Of the 12 mission statements, only one is directly related to schools and that is the ambition to ensure that 90% of students complete primary school by 2030 with the necessary skills in reading, writing and mathematics, and “the percentage of children who meet the expected standard. in the worst performing areas it will have increased by more than a third.”
What is not clear is how ministers define “worst performing areas” and how they intend to track progress to ensure sufficient resources and political attention are devoted to those communities whose future has been compromised by poor performance.
Today’s multi-party report from the Public Accounts Committee, Parliament’s spending watchdog, is a starting point.

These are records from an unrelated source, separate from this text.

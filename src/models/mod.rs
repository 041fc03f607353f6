//! Core data models of the space storage engine.
//!
//! Persisted entities map to SQLite rows via `sqlx::FromRow`; everything that
//! crosses the HTTP boundary serializes as camelCase JSON via `serde`.

pub mod permission;
pub mod space;
pub mod ticket;
pub mod transfer;
pub mod trash;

It outlines a number of concerns about the state of school finances, the level of reserves accumulated by academies outside of LEA jurisdiction, and inadequate support for students with special learning needs.
However, given the dilapidated state of local government budgets and the huge disparities in the financial strategies pursued by the academies, now is the time to conduct an audit of the budgets of all schools to determine the current state and, more importantly, where resources should be directed in the future. to fulfill, at least, the main mission of leveling up.
Because, if the current ad hoc approach is allowed to continue on top of the Treasury refusing to support the £15bn scheme set out by government adviser Sir Kevan Collins to help students catch up on lessons lost during the pandemic, then the term ‘leveling up’, already ridiculed by many, becomes even more nebulous.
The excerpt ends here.